• Your goal:
Copy out each line from the start of the material below until the line with "an optional default.", that line included.

• Provided records:
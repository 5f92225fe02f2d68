use crate::command::{Command, Kind, DEFAULT_NAME};
use crate::error::RegistryError;
use serde::Serialize;
use tracing::debug;

/// Rules of one kind: ordered named entries plus an optional default.
#[derive(Debug, Clone, Default, PartialEq, Eq, Serialize)]
pub struct Partition {
    default: Option<Command>,
    entries: Vec<Command>,
}

impl Partition {
    pub fn default_command(&self) -> Option<&Command> {
        self.default.as_ref()
    }

    /// Non-default entries in insertion order.
    pub fn entries(&self) -> &[Command] {
        &self.entries
    }

    pub fn is_empty(&self) -> bool {
        self.default.is_none() && self.entries.is_empty()
    }

    /// Addressable names: every entry, plus `default` when a default is set.
    pub fn names(&self) -> impl Iterator<Item = &str> {
        self.entries
            .iter()
            .map(|c| c.name.as_str())
            .chain(self.default.as_ref().map(|_| DEFAULT_NAME))
    }

    /// First entry (insertion order) owning `classifier`, else the default.
    pub fn resolve(&self, classifier: &str) -> Option<&Command> {
        self.entries
            .iter()
            .find(|c| c.classes.contains(classifier))
            .or(self.default.as_ref())
    }

    /// Store `command` as the default (empty classes) or under its name.
    fn upsert(&mut self, command: Command) -> &Command {
        if command.is_default() {
            return self.default.insert(command);
        }
        let idx = match self.entries.iter().position(|c| c.name == command.name) {
            Some(i) => {
                self.entries[i] = command;
                i
            }
            None => {
                self.entries.push(command);
                self.entries.len() - 1
            }
        };
        &self.entries[idx]
    }

    /// Remove by name; `default` clears the default slot.
    pub fn remove(&mut self, name: &str) -> Option<Command> {
        if name == DEFAULT_NAME {
            return self.default.take();
        }
        let pos = self.entries.iter().position(|c| c.name == name)?;
        Some(self.entries.remove(pos))
    }

    /// Names containing `query` as a plain substring.
    pub fn suggestions(&self, query: &str) -> Vec<String> {
        self.names()
            .filter(|n| n.contains(query))
            .map(str::to_string)
            .collect()
    }
}

/// Input to [`Registry::add`].
#[derive(Debug, Clone, Default)]
pub struct CommandSpec {
    pub name: Option<String>,
    pub executable: String,
    pub arguments: Vec<String>,
    pub classes: Vec<String>,
    pub is_default: bool,
}

/// Both partitions. Sole owner of every command.
#[derive(Debug, Clone, Default, PartialEq, Eq, Serialize)]
pub struct Registry {
    file_editors: Partition,
    url_openers: Partition,
}

impl Registry {
    pub fn partition(&self, kind: Kind) -> &Partition {
        match kind {
            Kind::FileEditor => &self.file_editors,
            Kind::UrlOpener => &self.url_openers,
        }
    }

    fn partition_mut(&mut self, kind: Kind) -> &mut Partition {
        match kind {
            Kind::FileEditor => &mut self.file_editors,
            Kind::UrlOpener => &mut self.url_openers,
        }
    }

    pub fn is_empty(&self) -> bool {
        Kind::ALL.iter().all(|k| self.partition(*k).is_empty())
    }

    /// Resolve an already-extracted, lowercase classifier.
    pub fn resolve(&self, kind: Kind, classifier: &str) -> Result<&Command, RegistryError> {
        let found = self.partition(kind).resolve(classifier);
        if let Some(c) = found {
            debug!(%kind, classifier, command = %c.name, "resolved");
        }
        found.ok_or(RegistryError::ConfigurationIncomplete { kind })
    }

    /// Default of `kind`, for inputs no classifier can be derived from.
    pub fn resolve_default(&self, kind: Kind) -> Result<&Command, RegistryError> {
        self.partition(kind)
            .default_command()
            .ok_or(RegistryError::ConfigurationIncomplete { kind })
    }

    pub fn resolve_editor(&self, extension: &str) -> Result<&Command, RegistryError> {
        self.resolve(Kind::FileEditor, extension)
    }

    pub fn resolve_opener(&self, domain: &str) -> Result<&Command, RegistryError> {
        self.resolve(Kind::UrlOpener, domain)
    }

    /// Store `command` as the default (empty classes) or under its name.
    /// A command with classes cannot be named `default`; that name addresses the default slot.
    pub fn upsert(&mut self, kind: Kind, command: Command) -> Result<&Command, RegistryError> {
        if !command.is_default() && command.name == DEFAULT_NAME {
            return Err(RegistryError::ReservedName { kind });
        }
        debug!(%kind, name = %command.name, default = command.is_default(), "upsert");
        Ok(self.partition_mut(kind).upsert(command))
    }

    /// Build a command from `spec` and upsert it. Returns the stored command.
    pub fn add(&mut self, kind: Kind, spec: CommandSpec) -> Result<&Command, RegistryError> {
        let classes = if spec.is_default { Vec::new() } else { spec.classes };
        let command = Command::new(spec.name.as_deref(), &spec.executable, spec.arguments, classes);
        self.upsert(kind, command)
    }

    pub fn remove(&mut self, kind: Kind, name: &str) -> Result<Command, RegistryError> {
        let partition = self.partition_mut(kind);
        match partition.remove(name) {
            Some(removed) => {
                debug!(%kind, name, "removed");
                Ok(removed)
            }
            None => Err(RegistryError::NotFound {
                kind,
                name: name.to_string(),
                suggestions: partition.suggestions(name),
            }),
        }
    }

    /// Upsert every default and entry of `other` into `self`.
    pub fn merge(&mut self, other: Registry) -> Result<(), RegistryError> {
        for (kind, partition) in [
            (Kind::FileEditor, other.file_editors),
            (Kind::UrlOpener, other.url_openers),
        ] {
            for command in partition.default.into_iter().chain(partition.entries) {
                self.upsert(kind, command)?;
            }
        }
        Ok(())
    }
}
pub mod add;
pub mod config;
pub mod dispatch;
pub mod launch;
pub mod list;
pub mod remove;
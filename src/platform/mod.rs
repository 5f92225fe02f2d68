pub fn platform() -> &'static dyn PlatformOps {
    &ConcretePlatform
}

use anyhow::Result;
use std::path::{Path, PathBuf};

pub trait PlatformOps: Sync + Send {
    fn home_dir(&self) -> Option<PathBuf>;
    fn config_dir(&self) -> Option<PathBuf>;
    /// Name the binary was invoked as, without directory or platform suffix.
    fn program_name(&self, argv0: &str) -> String;
    /// Point `link` at `target`.
    fn link_file(&self, target: &Path, link: &Path) -> Result<()>;

    fn default_config_file(&self) -> Option<PathBuf> {
        self.config_dir().map(|d| d.join("turmyx").join("turmyx.yml"))
    }
}

#[cfg(unix)]
mod unix;
#[cfg(unix)]
pub use unix::UNIX_PLATFORM as ConcretePlatform;

#[cfg(windows)]
mod windows;
#[cfg(windows)]
pub use windows::WINDOWS_PLATFORM as ConcretePlatform;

• Written solution:
repository 5f92225fe02f2d68
use crate::command::{Command, Kind, DEFAULT_NAME};
use crate::error::RegistryError;
use serde::Serialize;
use tracing::debug;

/// Rules of one kind: ordered named entries plus an optional default.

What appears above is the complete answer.